Quantum ergodicity on graphs

TL;DR

This paper studies how eigenfunctions distribute evenly on large quantum graphs at high energies, providing new estimates on deviations from uniformity and conditions for asymptotic equidistribution.

Contribution

It introduces a novel field-theoretic approach using supersymmetric sigma-models to estimate eigenfunction distribution deviations on large quantum graphs.

Findings

Provides a refined rate of convergence for equidistribution.

Establishes criteria for asymptotic equidistribution in large graphs.
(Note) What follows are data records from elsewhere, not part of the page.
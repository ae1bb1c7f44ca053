use shared::{
    domain::{RestaurantId, SocialId},
    protocol::{CreateSocialBody, SocialLink, UpdateSocialBody},
};
use tracing::info;

use super::checked_write;
use crate::{
    data_sync::{DataSync, MutationRequest},
    error::{ClientError, RemoteError},
    keys,
    query_cache::QueryOptions,
    transport::ApiRequest,
    validation::{validate_create_social, validate_update_social},
};

pub struct Socials<'a> {
    sync: &'a DataSync,
}

impl<'a> Socials<'a> {
    pub(crate) fn new(sync: &'a DataSync) -> Self {
        Self { sync }
    }

    pub async fn list(&self, restaurant_id: &RestaurantId) -> Result<Vec<SocialLink>, RemoteError> {
        self.sync
            .query(
                keys::restaurant_socials(restaurant_id),
                ApiRequest::get(socials_path(restaurant_id)),
                QueryOptions::default(),
            )
            .await
    }

    pub async fn create(
        &self,
        restaurant_id: &RestaurantId,
        body: &CreateSocialBody,
    ) -> Result<(), ClientError> {
        info!(
            restaurant_id = %restaurant_id,
            platform = body.platform_type.label(),
            "api: adding social link"
        );
        let request = ApiRequest::post(socials_path(restaurant_id)).json(body)?;
        checked_write(
            self.sync,
            validate_create_social(body),
            social_write(request, restaurant_id),
        )
        .await
    }

    pub async fn update(
        &self,
        restaurant_id: &RestaurantId,
        body: &UpdateSocialBody,
    ) -> Result<(), ClientError> {
        info!(restaurant_id = %restaurant_id, social_id = %body.id, "api: updating social link");
        let path = format!("{}/{}", socials_path(restaurant_id), body.id);
        let request = ApiRequest::put(path).json(body)?;
        checked_write(
            self.sync,
            validate_update_social(body),
            social_write(request, restaurant_id),
        )
        .await
    }

    pub async fn delete(
        &self,
        restaurant_id: &RestaurantId,
        social_id: &SocialId,
    ) -> Result<(), ClientError> {
        info!(restaurant_id = %restaurant_id, social_id = %social_id, "api: deleting social link");
        let request = ApiRequest::delete(format!("{}/{social_id}", socials_path(restaurant_id)));
        checked_write(self.sync, Ok(()), social_write(request, restaurant_id)).await
    }
}

fn socials_path(restaurant_id: &RestaurantId) -> String {
    format!("v1/restaurants/{restaurant_id}/socials")
}

fn social_write(request: ApiRequest, restaurant_id: &RestaurantId) -> MutationRequest {
    MutationRequest::new(request).invalidates(keys::restaurant_socials(restaurant_id))
}
//! Cache keys for every cached resource.

use shared::domain::{DishId, RestaurantId, UserId};

use crate::{map::LatLng, query_cache::QueryKey};

pub const DISH_INFO: &str = "dish-info";
pub const DISH_REVIEWS: &str = "dish-reviews";
pub const DISH_VIEW_COUNT: &str = "dish-view-count";
pub const DISH_RECOMMENDATION: &str = "dish-recommendation";
pub const RESTAURANT_DETAIL: &str = "restaurant-detail";
pub const RESTAURANT_MENU: &str = "restaurant-menu";
pub const RESTAURANTS_NEARBY: &str = "restaurants-nearby";
pub const HEAD_RESTAURANTS: &str = "head-restaurants";
pub const RESTAURANT_SOCIALS: &str = "restaurant-socials";
pub const USER_SESSION: &str = "user-session";

const ANONYMOUS: &str = "anonymous";

pub fn dish_info(dish_id: &DishId) -> QueryKey {
    QueryKey::new(DISH_INFO).param(dish_id)
}

pub fn dish_reviews(dish_id: &DishId) -> QueryKey {
    QueryKey::new(DISH_REVIEWS).param(dish_id)
}

pub fn dish_view_count(dish_id: &DishId) -> QueryKey {
    QueryKey::new(DISH_VIEW_COUNT).param(dish_id)
}

pub fn dish_recommendation(user_id: Option<&UserId>, limit: u32) -> QueryKey {
    let user = user_id.map_or(ANONYMOUS, |id| id.as_str());
    QueryKey::new(DISH_RECOMMENDATION).param(user).param(limit)
}

pub fn restaurant_detail(restaurant_id: &RestaurantId) -> QueryKey {
    QueryKey::new(RESTAURANT_DETAIL).param(restaurant_id)
}

pub fn restaurant_menu(restaurant_id: &RestaurantId) -> QueryKey {
    QueryKey::new(RESTAURANT_MENU).param(restaurant_id)
}

pub fn restaurants_nearby(position: LatLng) -> QueryKey {
    QueryKey::new(RESTAURANTS_NEARBY)
        .param(position.lat)
        .param(position.lng)
}

pub fn head_restaurants() -> QueryKey {
    QueryKey::new(HEAD_RESTAURANTS)
}

pub fn restaurant_socials(restaurant_id: &RestaurantId) -> QueryKey {
    QueryKey::new(RESTAURANT_SOCIALS).param(restaurant_id)
}

pub fn user_session() -> QueryKey {
    QueryKey::new(USER_SESSION)
}
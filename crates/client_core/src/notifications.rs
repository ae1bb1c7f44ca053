//! User-facing notices for finished actions. Failures are classified by
//! error kind only, never by message text.

use shared::error::ErrorKind;

use crate::error::{ClientError, RemoteError, ValidationError};

#[derive(Debug, Clone, Copy, PartialEq, Eq)]
pub enum NotificationVariant {
    Default,
    Destructive,
}

#[derive(Debug, Clone, Copy, PartialEq, Eq)]
pub enum ActionContext {
    AddRestaurant,
    AddSocial,
    UpdateSocial,
    DeleteSocial,
    Review,
    Login,
    Register,
    Logout,
    Load,
}

impl ActionContext {
    fn subject(self) -> &'static str {
        match self {
            Self::AddRestaurant => "Restaurant",
            Self::AddSocial | Self::UpdateSocial | Self::DeleteSocial => "Social",
            Self::Review => "Review",
            Self::Login | Self::Register | Self::Logout => "Account",
            Self::Load => "Resource",
        }
    }
}

#[derive(Debug, Clone, PartialEq, Eq)]
pub struct Notification {
    pub title: String,
    pub description: String,
    pub variant: NotificationVariant,
}

impl Notification {
    fn new(
        title: impl Into<String>,
        description: impl Into<String>,
        variant: NotificationVariant,
    ) -> Self {
        Self {
            title: title.into(),
            description: description.into(),
            variant,
        }
    }

    fn error(title: impl Into<String>, description: impl Into<String>) -> Self {
        Self::new(title, description, NotificationVariant::Destructive)
    }

    pub fn success(context: ActionContext) -> Self {
        let (title, description) = match context {
            ActionContext::AddRestaurant => {
                ("Restaurant added", "Restaurant has been added successfully")
            }
            ActionContext::AddSocial => ("Success", "Social added successfully"),
            ActionContext::UpdateSocial => ("Success", "Social updated successfully"),
            ActionContext::DeleteSocial => ("Success", "Social deleted successfully"),
            ActionContext::Review => ("Success", "Your review has been saved"),
            ActionContext::Login => ("Welcome back", "You are now signed in"),
            ActionContext::Register => ("Account created", "You can now sign in"),
            ActionContext::Logout => ("Signed out", "See you next time"),
            ActionContext::Load => ("Success", "Loaded"),
        };
        Self::new(title, description, NotificationVariant::Default)
    }

    pub fn from_remote(context: ActionContext, error: &RemoteError) -> Self {
        match (context, error.kind) {
            (ActionContext::AddRestaurant, ErrorKind::AlreadyExists) => Self::error(
                "Restaurant already exists",
                "Restaurant with the same name already exists",
            ),
            (ActionContext::AddRestaurant, _) => Self::error(
                "Failed to add restaurant",
                "An error occurred while adding the restaurant",
            ),
            (_, ErrorKind::AlreadyExists) => {
                Self::error("Error", format!("{} already exists", subject(context, error)))
            }
            (ActionContext::Login, ErrorKind::NotAuthenticated) => {
                Self::error("Error", "Invalid username or password")
            }
            (_, ErrorKind::NotAuthenticated) => Self::error("Error", "You are not authenticated"),
            (_, ErrorKind::NotFound) => {
                Self::error("Error", format!("{} not found", subject(context, error)))
            }
            (_, ErrorKind::Unknown) => Self::error("Error", "An error occurred"),
        }
    }

    pub fn from_validation(errors: &[ValidationError]) -> Self {
        let description = errors
            .first()
            .map(|err| err.message.clone())
            .unwrap_or_else(|| "Please check the form".to_string());
        Self::error("Invalid input", description)
    }

    pub fn from_client_error(context: ActionContext, error: &ClientError) -> Self {
        match error {
            ClientError::Validation(errors) => Self::from_validation(errors),
            ClientError::Remote(err) => Self::from_remote(context, err),
        }
    }

    /// Whether the caller should send the user back to sign in.
    pub fn requires_reauth(error: &RemoteError) -> bool {
        error.is_kind(ErrorKind::NotAuthenticated)
    }
}

/// Resource named by the error code (`DISH_REVIEW` reads "Dish review"),
/// else the action's own subject.
fn subject(context: ActionContext, error: &RemoteError) -> String {
    let Some(resource) = error.resource() else {
        return context.subject().to_string();
    };
    let words = resource.to_ascii_lowercase().replace('_', " ");
    let mut chars = words.chars();
    match chars.next() {
        Some(first) => first.to_ascii_uppercase().to_string() + chars.as_str(),
        None => context.subject().to_string(),
    }
}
Numerical tests confirm theoretical predictions in specific examples.

Abstract

We investigate the equidistribution of the eigenfunctions on quantum graphs in the high-energy limit. Our main result is an estimate of the deviations from equidistribution for large well-connected graphs. We use an exact field-theoretic expression in terms of a variant of the supersymmetric nonlinear sigma-model. Our estimate is based on a saddle-point analysis of this expression and leads to a criterion for when equidistribution emerges asymptotically in the limit of large graphs. Our theory predicts a rate of convergence that is a significant refinement of previous estimates, long-assumed to be valid for quantum chaotic systems, agreeing with them in some situations but not all. We discuss specific examples for which the theory is tested numerically.